On ne serait pas loin, alors, de ce qu’écrit Pierre Macherey, commentant les Arts de faire de Michel de Certeau :

« La culture populaire, culture des dominés, n’est pas une autre culture, faisant bloc et s’opposant frontalement à la culture savante des dominants, mais une culture dans la culture, peut-être faudrait-il dire une culture de la culture, qui en déjoue les nécessités en jouant avec elles, et en les faisant jouer, au lieu de les appliquer à la lettre : c’est pourquoi, n’ayant pas elle-même la forme du système, elle représente cette marge dont tout système est impuissant à refermer la béance, béance dans laquelle s’engouffrent les tactiques qui permettent, sans le quitter, de prendre distance par rapport à lui, en en sortant en quelque sorte par l’intérieur ».

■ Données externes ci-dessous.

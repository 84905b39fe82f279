//! Link-target grammar
//!
//! A target is a `::`-separated path, optionally followed by a
//! parenthesized parameter-type signature, optionally followed by a
//! `#fragment`: `Widget::show(bool)#details`.

use crate::error::LinkError;
use ql_model::Parameters;

/// A parsed link target
#[derive(Debug, Clone, PartialEq)]
pub struct LinkTarget {
    /// Path segments, in order
    pub path: Vec<String>,
    /// Parameter types, when a signature was given. `Some` with an empty
    /// list means an explicit `()`.
    pub parameters: Option<Parameters>,
    pub fragment: Option<String>,
}

impl LinkTarget {
    /// Parses `text` against the target grammar.
    pub fn parse(text: &str) -> Result<Self, LinkError> {
        let malformed = || LinkError::MalformedTarget {
            target: text.to_string(),
        };

        let (body, fragment) = match text.split_once('#') {
            Some((body, fragment)) if !fragment.is_empty() => {
                (body, Some(fragment.to_string()))
            }
            Some(_) => return Err(malformed()),
            None => (text, None),
        };

        let (path_text, parameters) = match body.find('(') {
            Some(open) => {
                let inner = body[open + 1..].strip_suffix(')').ok_or_else(malformed)?;
                (&body[..open], Some(Parameters::from_signature(inner)))
            }
            None => (body, None),
        };

        let path_text = path_text.trim();
        if path_text.is_empty() {
            return Err(malformed());
        }
        let path: Vec<String> = path_text.split("::").map(str::to_string).collect();
        if path.iter().any(String::is_empty) {
            return Err(malformed());
        }
        Ok(Self {
            path,
            parameters,
            fragment,
        })
    }

    pub fn name(&self) -> &str {
        self.path.last().map_or("", String::as_str)
    }
}

#[cfg(test)]
mod tests {
    use super::*;

    #[test]
    fn test_full_grammar() {
        let target = LinkTarget::parse("Widget::show(bool, int)#details").unwrap();
        assert_eq!(target.path, vec!["Widget", "show"]);
        let parameters = target.parameters.unwrap();
        assert_eq!(parameters.count(), 2);
        assert_eq!(parameters.at(0).data_type, "bool");
        assert_eq!(target.fragment.as_deref(), Some("details"));
    }

    #[test]
    fn test_bare_name_and_empty_signature() {
        let bare = LinkTarget::parse("show").unwrap();
        assert_eq!(bare.path, vec!["show"]);
        assert!(bare.parameters.is_none());

        let explicit = LinkTarget::parse("show()").unwrap();
        assert!(explicit.parameters.unwrap().is_empty());
    }

    #[test]
    fn test_malformed_targets_rejected() {
        assert!(LinkTarget::parse("").is_err());
        assert!(LinkTarget::parse("show(").is_err());
        assert!(LinkTarget::parse("a::::b").is_err());
        assert!(LinkTarget::parse("show#").is_err());
    }
}
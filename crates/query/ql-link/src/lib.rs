//! Link-target resolution over a documentation forest
//!
//! Turns free-text link targets like `Widget::show(bool)#details` into
//! entity references plus page anchors. Anchors are issued through a
//! per-run registry so they stay unique on case-insensitive filesystems,
//! and every linkable entity can be exported as a serializable index
//! entry.

pub mod error;
pub mod index;
pub mod registry;
pub mod resolver;
pub mod target;

pub use error::LinkError;
pub use index::{IndexEntry, collect_entries};
pub use registry::RefRegistry;
pub use resolver::LinkResolver;
pub use target::LinkTarget;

L’une des forces du film est aussi de poser assez nettement la question des limites de cette « culture de la culture », de cette latitude trouvée dans les interstices de la production de masse : parce qu’il y a des images et des récits dont il n’est pas sûr qu’ils se laissent jouer, des imaginaires dont on ne voit pas comment on pourrait faire un remake qui vaille (cf dans le film, les réticences de Mos Def à rejouer Miss Daisy et son chauffeur – un instant, on rit moins). Parce que cet usage des marges reconduit aux questions centrales, celle par exemple de la propriété intellectuelle comme mainmise des firmes sur l’usage fait de leurs récits. Parce qu’enfin, l’hypothèse d’une communauté que rassemblerait la production de souvenirs vagabonds, se heurte à l’incapacité d’avoir prise par là sur les structures de l’économie : les habitants du quartier ne réussiront pas à réunir l’argent nécessaire pour sauver le petit magasin de vidéos, et la belle double fin du film souligne que, pour croire à une issue heureuse et échapper à la démolition programmée, il faudrait pouvoir passer de l’autre côté de l’écran. Comme l’écrit encore (en bon marxiste) Pierre Macherey : le bricoleur de la culture, l’homme des arts de faire, « opérateur rusé de lui-même qui ne produit aucune œuvre capitalisable, se dégage de la nécessité de se soumettre aux contraintes aliénantes de la structure (…) Mais sa liberté, qui se déploie dans l’espace de son for intérieur, risque d’être purement métaphorique : elle n’est que l’envers d’une vie dont la réalité demeure en dépit de tout en proie à l’aliénation. ». Destin auquel Gondry, certes, échappe sans doute lui-même en se soumettant en partie aux règles du jeu mainstream. Be kind, rewind : film pessimiste, dont la nostalgie serait celle d’un cinéaste conscient de ses renoncements ? On aura tout vu.